Source material ::
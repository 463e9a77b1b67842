//! Rune motion configuration system
//!
//! This crate provides centralized configuration management for the motion
//! engine, loading settings from `rune.toml` with environment variable
//! overrides layered on top.

use serde::{Deserialize, Serialize};
use std::path::{Path, PathBuf};
use thiserror::Error;
use tracing::warn;

/// Default configuration file name, looked up in the current directory.
pub const DEFAULT_CONFIG_FILE: &str = "rune.toml";

/// Errors raised while loading a configuration file.
#[derive(Error, Debug)]
pub enum ConfigError {
    /// The file could not be read.
    #[error("failed to read config file {path}: {source}")]
    Read {
        path: PathBuf,
        #[source]
        source: std::io::Error,
    },

    /// The file is not valid TOML or does not match the schema.
    #[error("failed to parse config file: {0}")]
    Parse(#[from] toml::de::Error),
}

/// Main configuration structure
#[derive(Debug, Clone, Serialize, Deserialize, Default)]
#[serde(default)]
pub struct RuneConfig {
    /// Transition engine settings
    pub motion: MotionConfig,
    /// Headless demo settings
    pub demo: DemoConfig,
}

/// Per-element transition configuration.
///
/// Every field is optional in TOML; missing fields take the values from
/// [`MotionConfig::default`].
#[derive(Debug, Clone, PartialEq, Serialize, Deserialize)]
#[serde(default)]
pub struct MotionConfig {
    /// Master switch; when off no phase ever starts and visibility snaps.
    pub enabled: bool,
    /// Run the Appear phase when an element is first shown.
    pub appear: bool,
    /// Run the Enter phase when a mounted element becomes visible.
    pub enter: bool,
    /// Run the Exit phase when an element becomes hidden.
    pub exit: bool,
    /// Allow Exit even if the element was never mounted visible.
    pub exit_immediately: bool,
    /// Fallback completion deadline in milliseconds (`<= 0` disables it).
    pub deadline_ms: f32,
    /// Paint frames to wait between two cues.
    pub frames_per_cue: u32,
    /// Stop rendering the element once it has exited.
    pub remove_on_exit: bool,
    /// Keep a `display: none` placeholder for hidden, never-rendered elements.
    pub force_render: bool,
    /// Class applied to an exited element when `remove_on_exit` is off.
    pub exited_class_name: Option<String>,
}

impl Default for MotionConfig {
    fn default() -> Self {
        Self {
            enabled: true,
            appear: true,
            enter: true,
            exit: true,
            exit_immediately: false,
            deadline_ms: 0.0,
            frames_per_cue: 2,
            remove_on_exit: true,
            force_render: false,
            exited_class_name: None,
        }
    }
}

impl MotionConfig {
    /// Set the completion deadline.
    pub fn with_deadline_ms(mut self, deadline_ms: f32) -> Self {
        self.deadline_ms = deadline_ms;
        self
    }

    /// Set the number of frames between cues.
    pub fn with_frames_per_cue(mut self, frames: u32) -> Self {
        self.frames_per_cue = frames;
        self
    }

    /// Toggle the Appear, Enter and Exit phases at once.
    pub fn with_phases(mut self, appear: bool, enter: bool, exit: bool) -> Self {
        self.appear = appear;
        self.enter = enter;
        self.exit = exit;
        self
    }

    /// Allow Exit before the element has ever mounted.
    pub fn with_exit_immediately(mut self, exit_immediately: bool) -> Self {
        self.exit_immediately = exit_immediately;
        self
    }

    /// Whether the deadline fallback is armed at all.
    pub fn has_deadline(&self) -> bool {
        self.deadline_ms > 0.0
    }
}

/// Headless demo configuration
#[derive(Debug, Clone, Serialize, Deserialize)]
#[serde(default)]
pub struct DemoConfig {
    /// Simulated paint interval in milliseconds
    pub frame_ms: f32,
    /// Simulated CSS transition duration before the host fires `transitionend`
    pub transition_ms: f32,
    /// Upper bound of frames simulated per step
    pub max_frames: u32,
    /// Key lists applied one after another
    pub steps: Vec<Vec<String>>,
}

impl Default for DemoConfig {
    fn default() -> Self {
        Self {
            frame_ms: 16.0,
            transition_ms: 300.0,
            max_frames: 240,
            steps: vec![
                vec!["a".into(), "b".into(), "c".into()],
                vec!["a".into(), "c".into()],
                vec!["c".into(), "a".into(), "d".into()],
            ],
        }
    }
}

impl RuneConfig {
    /// Load configuration from a TOML file
    pub fn load_from_file<P: AsRef<Path>>(path: P) -> Result<Self, ConfigError> {
        let path = path.as_ref();
        let content = std::fs::read_to_string(path).map_err(|source| ConfigError::Read {
            path: path.to_path_buf(),
            source,
        })?;

        Self::from_toml_str(&content)
    }

    /// Parse configuration from TOML text
    pub fn from_toml_str(content: &str) -> Result<Self, ConfigError> {
        Ok(toml::from_str(content)?)
    }

    /// Load configuration from the default location (rune.toml in the current directory)
    /// or return default configuration if file doesn't exist
    pub fn load_or_default() -> Self {
        let path = Path::new(DEFAULT_CONFIG_FILE);
        if !path.exists() {
            return Self::default();
        }
        Self::load_from_file(path).unwrap_or_else(|err| {
            warn!(%err, "falling back to default configuration");
            Self::default()
        })
    }

    /// Merge configuration with environment variables
    ///
    /// Environment variables take precedence over configuration file values.
    pub fn merge_with_env(&mut self) {
        if let Some(flag) = env_flag("RUNE_MOTION_ENABLED") {
            self.motion.enabled = flag;
        }
        if let Some(flag) = env_flag("RUNE_MOTION_APPEAR") {
            self.motion.appear = flag;
        }
        if let Some(flag) = env_flag("RUNE_MOTION_ENTER") {
            self.motion.enter = flag;
        }
        if let Some(flag) = env_flag("RUNE_MOTION_EXIT") {
            self.motion.exit = flag;
        }
        if let Some(flag) = env_flag("RUNE_MOTION_EXIT_IMMEDIATELY") {
            self.motion.exit_immediately = flag;
        }
        if let Some(ms) = env_parse::<f32>("RUNE_MOTION_DEADLINE_MS") {
            self.motion.deadline_ms = ms;
        }
        if let Some(frames) = env_parse::<u32>("RUNE_MOTION_FRAMES_PER_CUE") {
            self.motion.frames_per_cue = frames;
        }

        if let Some(ms) = env_parse::<f32>("RUNE_DEMO_FRAME_MS") {
            self.demo.frame_ms = ms;
        }
        if let Some(ms) = env_parse::<f32>("RUNE_DEMO_TRANSITION_MS") {
            self.demo.transition_ms = ms;
        }
    }

    /// Load configuration with environment variable overrides
    ///
    /// 1. Load from rune.toml (or use defaults if not found)
    /// 2. Override with environment variables if present
    pub fn load() -> Self {
        let mut config = Self::load_or_default();
        config.merge_with_env();
        config
    }
}

fn env_flag(name: &str) -> Option<bool> {
    std::env::var(name)
        .ok()
        .map(|val| val == "1" || val.eq_ignore_ascii_case("true"))
}

fn env_parse<T: std::str::FromStr>(name: &str) -> Option<T> {
    let val = std::env::var(name).ok()?;
    match val.parse::<T>() {
        Ok(parsed) => Some(parsed),
        Err(_) => {
            warn!(name, value = %val, "ignoring unparsable environment override");
            None
        }
    }
}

Problem :: The records above must be retyped in full. Keep each one exactly as it is.

Response ::
repository 463e9a77b1b67842
//! Rune motion configuration system
//!
//! This crate provides centralized configuration management for the motion
//! engine, loading settings from `rune.toml` with environment variable
//! overrides layered on top.

use serde::{Deserialize, Serialize};
use std::path::{Path, PathBuf};
use thiserror::Error;
use tracing::warn;

/// Default configuration file name, looked up in the current directory.
pub const DEFAULT_CONFIG_FILE: &str = "rune.toml";

/// Errors raised while loading a configuration file.
#[derive(Error, Debug)]
pub enum ConfigError {
    /// The file could not be read.
    #[error("failed to read config file {path}: {source}")]
    Read {
        path: PathBuf,
        #[source]
        source: std::io::Error,
    },

    /// The file is not valid TOML or does not match the schema.
    #[error("failed to parse config file: {0}")]
    Parse(#[from] toml::de::Error),
}

/// Main configuration structure
#[derive(Debug, Clone, Serialize, Deserialize, Default)]
#[serde(default)]
pub struct RuneConfig {
    /// Transition engine settings
    pub motion: MotionConfig,
    /// Headless demo settings
    pub demo: DemoConfig,
}

/// Per-element transition configuration.
///
/// Every field is optional in TOML; missing fields take the values from
/// [`MotionConfig::default`].
#[derive(Debug, Clone, PartialEq, Serialize, Deserialize)]
#[serde(default)]
pub struct MotionConfig {
    /// Master switch; when off no phase ever starts and visibility snaps.
    pub enabled: bool,
    /// Run the Appear phase when an element is first shown.
    pub appear: bool,
    /// Run the Enter phase when a mounted element becomes visible.
    pub enter: bool,
    /// Run the Exit phase when an element becomes hidden.
    pub exit: bool,
    /// Allow Exit even if the element was never mounted visible.
    pub exit_immediately: bool,
    /// Fallback completion deadline in milliseconds (`<= 0` disables it).
    pub deadline_ms: f32,
    /// Paint frames to wait between two cues.
    pub frames_per_cue: u32,
    /// Stop rendering the element once it has exited.
    pub remove_on_exit: bool,
    /// Keep a `display: none` placeholder for hidden, never-rendered elements.
    pub force_render: bool,
    /// Class applied to an exited element when `remove_on_exit` is off.
    pub exited_class_name: Option<String>,
}

impl Default for MotionConfig {
    fn default() -> Self {
        Self {
            enabled: true,
            appear: true,
            enter: true,
            exit: true,
            exit_immediately: false,
            deadline_ms: 0.0,
            frames_per_cue: 2,
            remove_on_exit: true,
            force_render: false,
            exited_class_name: None,
        }
    }
}

impl MotionConfig {
    /// Set the completion deadline.
    pub fn with_deadline_ms(mut self, deadline_ms: f32) -> Self {
        self.deadline_ms = deadline_ms;
        self
    }

    /// Set the number of frames between cues.
    pub fn with_frames_per_cue(mut self, frames: u32) -> Self {
        self.frames_per_cue = frames;
        self
    }

    /// Toggle the Appear, Enter and Exit phases at once.
    pub fn with_phases(mut self, appear: bool, enter: bool, exit: bool) -> Self {
        self.appear = appear;
        self.enter = enter;
        self.exit = exit;
        self
    }

    /// Allow Exit before the element has ever mounted.
    pub fn with_exit_immediately(mut self, exit_immediately: bool) -> Self {
        self.exit_immediately = exit_immediately;
        self
    }

    /// Whether the deadline fallback is armed at all.
    pub fn has_deadline(&self) -> bool {
        self.deadline_ms > 0.0
    }
}

/// Headless demo configuration
#[derive(Debug, Clone, Serialize, Deserialize)]
#[serde(default)]
pub struct DemoConfig {
    /// Simulated paint interval in milliseconds
    pub frame_ms: f32,
    /// Simulated CSS transition duration before the host fires `transitionend`
    pub transition_ms: f32,
    /// Upper bound of frames simulated per step
    pub max_frames: u32,
    /// Key lists applied one after another
    pub steps: Vec<Vec<String>>,
}

impl Default for DemoConfig {
    fn default() -> Self {
        Self {
            frame_ms: 16.0,
            transition_ms: 300.0,
            max_frames: 240,
            steps: vec![
                vec!["a".into(), "b".into(), "c".into()],
                vec!["a".into(), "c".into()],
                vec!["c".into(), "a".into(), "d".into()],
            ],
        }
    }
}

impl RuneConfig {
    /// Load configuration from a TOML file
    pub fn load_from_file<P: AsRef<Path>>(path: P) -> Result<Self, ConfigError> {
        let path = path.as_ref();
        let content = std::fs::read_to_string(path).map_err(|source| ConfigError::Read {
            path: path.to_path_buf(),
            source,
        })?;

        Self::from_toml_str(&content)
    }

    /// Parse configuration from TOML text
    pub fn from_toml_str(content: &str) -> Result<Self, ConfigError> {
        Ok(toml::from_str(content)?)
    }

    /// Load configuration from the default location (rune.toml in the current directory)
    /// or return default configuration if file doesn't exist
    pub fn load_or_default() -> Self {
        let path = Path::new(DEFAULT_CONFIG_FILE);
        if !path.exists() {
            return Self::default();
        }
        Self::load_from_file(path).unwrap_or_else(|err| {
            warn!(%err, "falling back to default configuration");
            Self::default()
        })
    }

    /// Merge configuration with environment variables
    ///
    /// Environment variables take precedence over configuration file values.
    pub fn merge_with_env(&mut self) {
        if let Some(flag) = env_flag("RUNE_MOTION_ENABLED") {
            self.motion.enabled = flag;
        }
        if let Some(flag) = env_flag("RUNE_MOTION_APPEAR") {
            self.motion.appear = flag;
        }
        if let Some(flag) = env_flag("RUNE_MOTION_ENTER") {
            self.motion.enter = flag;
        }
        if let Some(flag) = env_flag("RUNE_MOTION_EXIT") {
            self.motion.exit = flag;
        }
        if let Some(flag) = env_flag("RUNE_MOTION_EXIT_IMMEDIATELY") {
            self.motion.exit_immediately = flag;
        }
        if let Some(ms) = env_parse::<f32>("RUNE_MOTION_DEADLINE_MS") {
            self.motion.deadline_ms = ms;
        }
        if let Some(frames) = env_parse::<u32>("RUNE_MOTION_FRAMES_PER_CUE") {
            self.motion.frames_per_cue = frames;
        }

        if let Some(ms) = env_parse::<f32>("RUNE_DEMO_FRAME_MS") {
            self.demo.frame_ms = ms;
        }
        if let Some(ms) = env_parse::<f32>("RUNE_DEMO_TRANSITION_MS") {
            self.demo.transition_ms = ms;
        }
    }

    /// Load configuration with environment variable overrides
    ///
    /// 1. Load from rune.toml (or use defaults if not found)
    /// 2. Override with environment variables if present
    pub fn load() -> Self {
        let mut config = Self::load_or_default();
        config.merge_with_env();
        config
    }
}

fn env_flag(name: &str) -> Option<bool> {
    std::env::var(name)
        .ok()
        .map(|val| val == "1" || val.eq_ignore_ascii_case("true"))
}

fn env_parse<T: std::str::FromStr>(name: &str) -> Option<T> {
    let val = std::env::var(name).ok()?;
    match val.parse::<T>() {
        Ok(parsed) => Some(parsed),
        Err(_) => {
            warn!(name, value = %val, "ignoring unparsable environment override");
            None
        }
    }
}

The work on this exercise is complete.